Quanto è bella la Sicilia dei figli di ...

Chi l’ha detto che i giovani siciliani fuggono? Che l’isola è una terra di cervelli in fuga, di aerei presi all’alba con il biglietto di sola andata? È un mito, una leggenda metropolitana che non rende giustizia a una realtà molto più brillante e, se vogliamo, meritocratica.

Se guardi con attenzione la scena politica, ma anche quella imprenditoriale e professionale, scopri un fiorire di giovani talenti.

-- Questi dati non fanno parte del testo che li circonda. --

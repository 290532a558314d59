// Copyright 2022 The ChromiumOS Authors
// Use of this source code is governed by a BSD-style license that can be
// found in the LICENSE file.

//! Hardware video decoders for the IVA-HD ("Ducati") subsystem of OMAP4 SoCs.
//!
//! The decoding itself happens on a remote DSP reached through a codec engine; this crate only
//! orchestrates it. It negotiates the stream geometry, allocates tiled physical memory for the
//! output frames, maps the engine's numeric buffer identifiers back to pipeline buffers and drives
//! the synchronous process call.
//!
//! The two external systems are reached through narrow traits: [`memory::MemoryManager`] for the
//! tiled memory allocator and [`engine::CodecEngine`] for the codec engine. Software
//! implementations of both live in `memory::simulated` and `engine::simulated` (enabled with the
//! `simulator` feature).

pub mod codec;
pub mod decoder;
pub mod engine;
pub mod frame_pool;
pub mod memory;
pub mod plugin;
pub mod utils;

use std::fmt;
use std::str::FromStr;

/// Rounds `value` up to the next multiple of `alignment`, which must be a power of two.
pub const fn align_up(value: u32, alignment: u32) -> u32 {
    (value + (alignment - 1)) & !(alignment - 1)
}

#[derive(Copy, Clone, Debug, Default, PartialEq, Eq)]
pub struct Resolution {
    pub width: u32,
    pub height: u32,
}

impl Resolution {
    /// Whether `self` can contain `other`.
    pub fn can_contain(&self, other: Self) -> bool {
        self.width >= other.width && self.height >= other.height
    }
}

impl From<(u32, u32)> for Resolution {
    fn from(value: (u32, u32)) -> Self {
        Self {
            width: value.0,
            height: value.1,
        }
    }
}

/// A rational number, used for frame rates.
#[derive(Copy, Clone, Debug, PartialEq, Eq)]
pub struct Fraction {
    pub num: i32,
    pub den: i32,
}

impl Fraction {
    pub const fn new(num: i32, den: i32) -> Self {
        Self { num, den }
    }
}

impl fmt::Display for Fraction {
    fn fmt(&self, f: &mut fmt::Formatter) -> fmt::Result {
        write!(f, "{}/{}", self.num, self.den)
    }
}

/// Pixel layouts the decoders can produce. The IVA-HD only writes NV12: an 8-bit luma plane
/// followed by an interleaved, 2x2 subsampled chroma plane.
#[derive(Copy, Clone, Debug, PartialEq, Eq, Hash)]
pub enum DecodedFormat {
    NV12,
}

impl DecodedFormat {
    pub fn fourcc(&self) -> [u8; 4] {
        match self {
            DecodedFormat::NV12 => *b"NV12",
        }
    }
}

impl FromStr for DecodedFormat {
    type Err = &'static str;

    fn from_str(s: &str) -> Result<Self, Self::Err> {
        match s {
            "nv12" | "NV12" => Ok(DecodedFormat::NV12),
            _ => Err("unrecognized output format. Valid values: nv12"),
        }
    }
}
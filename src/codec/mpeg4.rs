// Copyright 2023 The ChromiumOS Authors
// Use of this source code is governed by a BSD-style license that can be
// found in the LICENSE file.

//! MPEG-4 part 2 decoder, also used for H.263 and the DivX/Xvid flavors.

use crate::codec::allocate_default_parameters;
use crate::codec::default_push_input;
use crate::codec::default_update_buffer_size;
use crate::codec::CodecVariant;
use crate::codec::PaddingRule;
use crate::codec::ParameterBlocks;
use crate::codec::VariantInfo;
use crate::decoder::geometry::Geometry;
use crate::decoder::session::InputStaging;
use crate::decoder::Result;
use crate::engine::BlockSizes;
use crate::engine::DisplayDelay;
use crate::engine::ParamsExtension;
use crate::engine::SharedHeap;
use crate::memory::AllocationError;

/// Lets the HDVICP2 resource manager pick the late acquire argument.
pub const UNKNOWN_LATE_ACQUIRE_ARG: i32 = -1;

pub static INFO: VariantInfo = VariantInfo {
    element_name: "ducatimpeg4dec",
    long_name: "DucatiMpeg4Dec",
    codec_name: "ivahd_mpeg4dec",
    sink_caps: "video/mpeg, mpegversion=4, systemstream=false; \
                video/x-divx, divxversion=[4, 5]; video/x-xvid; video/x-h263",
    // outloopDeBlocking, sorensonSparkStream, ErrorConcealmentON / lateAcquireArg
    sizes: BlockSizes::extended(3, 1),
};

pub struct Mpeg4;

impl CodecVariant for Mpeg4 {
    fn info(&self) -> &'static VariantInfo {
        &INFO
    }

    fn allocate_parameters(
        &self,
        heap: &mut dyn SharedHeap,
        sizes: &BlockSizes,
    ) -> std::result::Result<ParameterBlocks, AllocationError> {
        let mut blocks = allocate_default_parameters(heap, sizes)?;

        blocks.params.display_delay = DisplayDelay::Frames(1);
        blocks.params.extension = ParamsExtension::Mpeg4 {
            outloop_deblocking: false,
            sorenson_spark_stream: false,
            error_concealment: true,
        };
        blocks.dyn_params.late_acquire_arg = Some(UNKNOWN_LATE_ACQUIRE_ARG);

        Ok(blocks)
    }

    fn push_input<'a>(&self, input: &'a [u8], staging: &mut InputStaging) -> Result<&'a [u8]> {
        default_push_input(input, staging)
    }

    fn update_buffer_size(&self, geometry: &mut Geometry) {
        default_update_buffer_size(geometry, PaddingRule::Macroblock)
    }
}
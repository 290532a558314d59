// Copyright 2023 The ChromiumOS Authors
// Use of this source code is governed by a BSD-style license that can be
// found in the LICENSE file.

//! Codec variants supported by the IVA-HD.
//!
//! All the decoders share the same orchestration; what differs between codecs is data: the name
//! of the codec on the engine, the size of its parameter blocks, a few parameter overrides and
//! the padding it needs around decoded frames. Each codec implements [`CodecVariant`] by
//! delegating to the shared defaults of this module and adjusting what it needs.

pub mod h264;
pub mod mpeg2;
pub mod mpeg4;
pub mod rv;
pub mod vc1;
pub mod vp6;
pub mod vp7;

use crate::align_up;
use crate::decoder::geometry::Geometry;
use crate::decoder::session::InputStaging;
use crate::decoder::Result;
use crate::engine::ArgBlock;
use crate::engine::BlockSizes;
use crate::engine::BufDesc;
use crate::engine::ChromaFormat;
use crate::engine::DataEndianness;
use crate::engine::DataMode;
use crate::engine::DecodeHeader;
use crate::engine::DecoderStatus;
use crate::engine::DisplayBufsMode;
use crate::engine::DisplayDelay;
use crate::engine::DynamicParams;
use crate::engine::ErrorInfoMode;
use crate::engine::FrameSkip;
use crate::engine::InArgs;
use crate::engine::MetadataPlane;
use crate::engine::OperatingMode;
use crate::engine::OutArgs;
use crate::engine::ParamsExtension;
use crate::engine::SharedAddr;
use crate::engine::SharedHeap;
use crate::engine::VideoDecoderParams;
use crate::engine::BUF_DESC_SIZE;
use crate::memory::AllocationError;

/// Size of a macroblock, the processing unit of the decoders.
pub const MACROBLOCK_SIZE: u32 = 16;

/// Minimum number of output buffers when the codec does not compute its own.
pub const DEFAULT_MIN_BUFFERS: u32 = 8;

/// Maximum frame rate accepted at creation, in frames per 1000 seconds.
pub const DEFAULT_MAX_FRAME_RATE: u32 = 30000;

/// Maximum bit rate accepted at creation, in bits per second.
pub const DEFAULT_MAX_BIT_RATE: u32 = 10_000_000;

/// How decoded frames are padded with respect to the stream resolution.
#[derive(Copy, Clone, Debug, PartialEq, Eq)]
pub enum PaddingRule {
    /// Frames have exactly the stream resolution.
    None,
    /// Frames are rounded up to whole macroblocks.
    Macroblock,
}

impl PaddingRule {
    pub fn apply(&self, width: u32, height: u32) -> (u32, u32) {
        match self {
            PaddingRule::None => (width, height),
            PaddingRule::Macroblock => (
                align_up(width, MACROBLOCK_SIZE),
                align_up(height, MACROBLOCK_SIZE),
            ),
        }
    }
}

/// Static description of a codec variant.
#[derive(Debug)]
pub struct VariantInfo {
    /// Name of the element exposing this codec.
    pub element_name: &'static str,
    pub long_name: &'static str,
    /// Name of the codec on the engine.
    pub codec_name: &'static str,
    /// Caps accepted on the sink pad.
    pub sink_caps: &'static str,
    pub sizes: BlockSizes,
}

/// The blocks exchanged with the engine, allocated from the DSP-shared heap.
#[derive(Debug)]
pub struct ParameterBlocks {
    pub params: ArgBlock<VideoDecoderParams>,
    pub dyn_params: ArgBlock<DynamicParams>,
    pub status: ArgBlock<DecoderStatus>,
    pub in_bufs: ArgBlock<BufDesc>,
    pub out_bufs: ArgBlock<BufDesc>,
    pub in_args: ArgBlock<InArgs>,
    pub out_args: ArgBlock<OutArgs>,
}

impl ParameterBlocks {
    /// Returns every block to `heap`.
    pub fn release(self, heap: &mut dyn SharedHeap) {
        for addr in [
            self.params.addr(),
            self.dyn_params.addr(),
            self.status.addr(),
            self.in_bufs.addr(),
            self.out_bufs.addr(),
            self.in_args.addr(),
            self.out_args.addr(),
        ] {
            heap.free(addr);
        }
    }
}

/// Per-codec behavior of a decoder.
pub trait CodecVariant {
    fn info(&self) -> &'static VariantInfo;

    /// Allocates the parameter blocks from `heap` and fills them for this codec.
    fn allocate_parameters(
        &self,
        heap: &mut dyn SharedHeap,
        sizes: &BlockSizes,
    ) -> std::result::Result<ParameterBlocks, AllocationError>;

    /// Stages `input` for the next process call. Returns the part of `input` that could not be
    /// submitted with this call.
    fn push_input<'a>(&self, input: &'a [u8], staging: &mut InputStaging) -> Result<&'a [u8]>;

    /// Computes the padded frame size and buffer requirements of `geometry`.
    fn update_buffer_size(&self, geometry: &mut Geometry);
}

/// Allocates all the parameter blocks and fills them with the values shared by every codec. If
/// one allocation fails, the blocks already obtained are returned to `heap`.
pub fn allocate_default_parameters(
    heap: &mut dyn SharedHeap,
    sizes: &BlockSizes,
) -> std::result::Result<ParameterBlocks, AllocationError> {
    let requests = [
        ("params", sizes.params),
        ("dynamic params", sizes.dyn_params),
        ("status", sizes.status),
        ("input buffer descriptors", BUF_DESC_SIZE),
        ("output buffer descriptors", BUF_DESC_SIZE),
        ("input arguments", sizes.in_args),
        ("output arguments", sizes.out_args),
    ];

    let mut addrs: Vec<SharedAddr> = Vec::with_capacity(requests.len());
    for (what, size) in requests {
        match heap.alloc(size) {
            Some(addr) => addrs.push(addr),
            None => {
                for addr in addrs {
                    heap.free(addr);
                }
                return Err(AllocationError::SharedHeap { what, size });
            }
        }
    }

    let params = VideoDecoderParams {
        size: sizes.params,
        max_height: 0,
        max_width: 0,
        max_frame_rate: DEFAULT_MAX_FRAME_RATE,
        max_bit_rate: DEFAULT_MAX_BIT_RATE,
        data_endianness: DataEndianness::Byte,
        force_chroma_format: ChromaFormat::Yuv420Sp,
        operating_mode: OperatingMode::DecodeOnly,
        display_delay: DisplayDelay::Auto,
        display_bufs_mode: DisplayBufsMode::Embedded,
        input_data_mode: DataMode::EntireFrame,
        output_data_mode: DataMode::EntireFrame,
        num_input_data_units: 0,
        num_output_data_units: 0,
        metadata_type: [MetadataPlane::None; 3],
        error_info_mode: ErrorInfoMode::Off,
        extension: ParamsExtension::None,
    };

    let dyn_params = DynamicParams {
        size: sizes.dyn_params,
        decode_header: DecodeHeader::AccessUnit,
        display_width: 0,
        frame_skip_mode: FrameSkip::NoSkip,
        new_frame_flag: true,
        late_acquire_arg: None,
    };

    let [
        params_addr,
        dyn_params_addr,
        status_addr,
        in_bufs_addr,
        out_bufs_addr,
        in_args_addr,
        out_args_addr,
    ] = <[SharedAddr; 7]>::try_from(addrs).map_err(|_| AllocationError::SharedHeap {
        what: "params",
        size: sizes.params,
    })?;

    Ok(ParameterBlocks {
        params: ArgBlock::new(params_addr, params),
        dyn_params: ArgBlock::new(dyn_params_addr, dyn_params),
        status: ArgBlock::new(
            status_addr,
            DecoderStatus {
                size: sizes.status,
                ..Default::default()
            },
        ),
        in_bufs: ArgBlock::new(in_bufs_addr, Default::default()),
        out_bufs: ArgBlock::new(out_bufs_addr, Default::default()),
        in_args: ArgBlock::new(
            in_args_addr,
            InArgs {
                size: sizes.in_args,
                ..Default::default()
            },
        ),
        out_args: ArgBlock::new(
            out_args_addr,
            OutArgs {
                size: sizes.out_args,
                ..Default::default()
            },
        ),
    })
}

/// Submits the whole of `input` as a single access unit.
pub fn default_push_input<'a>(input: &'a [u8], staging: &mut InputStaging) -> Result<&'a [u8]> {
    staging.submit(input)?;
    Ok(&input[input.len()..])
}

/// Pads the frame according to `padding` and asks for [`DEFAULT_MIN_BUFFERS`] buffers.
pub fn default_update_buffer_size(geometry: &mut Geometry, padding: PaddingRule) {
    let (padded_width, padded_height) = padding.apply(geometry.width, geometry.height);
    geometry.padded_width = padded_width;
    geometry.padded_height = padded_height;
    geometry.min_buffers = DEFAULT_MIN_BUFFERS;
}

Ragazze e ragazzi che, senza l’aiuto di nessuno, con la sola forza delle loro idee e la tenacia dei loro sogni, stanno scalando le vette del potere. Certo, magari si chiamano in un certo modo. Nomi importanti. Ma sono ragazzi come tutti gli altri, con l’unica differenza che hanno un cognome che, a pronunciarlo, suona come una garanzia, una specie di marchio di qualità.

Il caso più recente e, per certi versi, più emblematico, è quello di Serena Cardinale. Trentotto anni, architetto, con una laurea in ingegneria industriale e un’esperienza da dirigente alla Regione Lombardia. La sua nomina a capo di gabinetto vicario dell’assessore alle Attività produttive Edy Tamajo, arrivata il ventotto agosto, ha fatto storcere qualche naso.

Non tanto per il suo profilo professionale, che è indiscutibile, quanto per la sua storia familiare. Serena è infatti la figlia di Totò Cardinale, ex ministro, democristiano di ferro, fondatore di Sicilia Futura e, soprattutto, uno dei registi più influenti della politica siciliana. Un abile tessitore di alleanze, un consigliere ascoltato, un guru che, non a caso, ha tra i suoi protetti proprio l’assessore Tamajo. L’arrivo di Serena è stato descritto come un ritorno tecnico, una scelta professionale dettata dal desiderio di mettere le proprie competenze al servizio della propria terra.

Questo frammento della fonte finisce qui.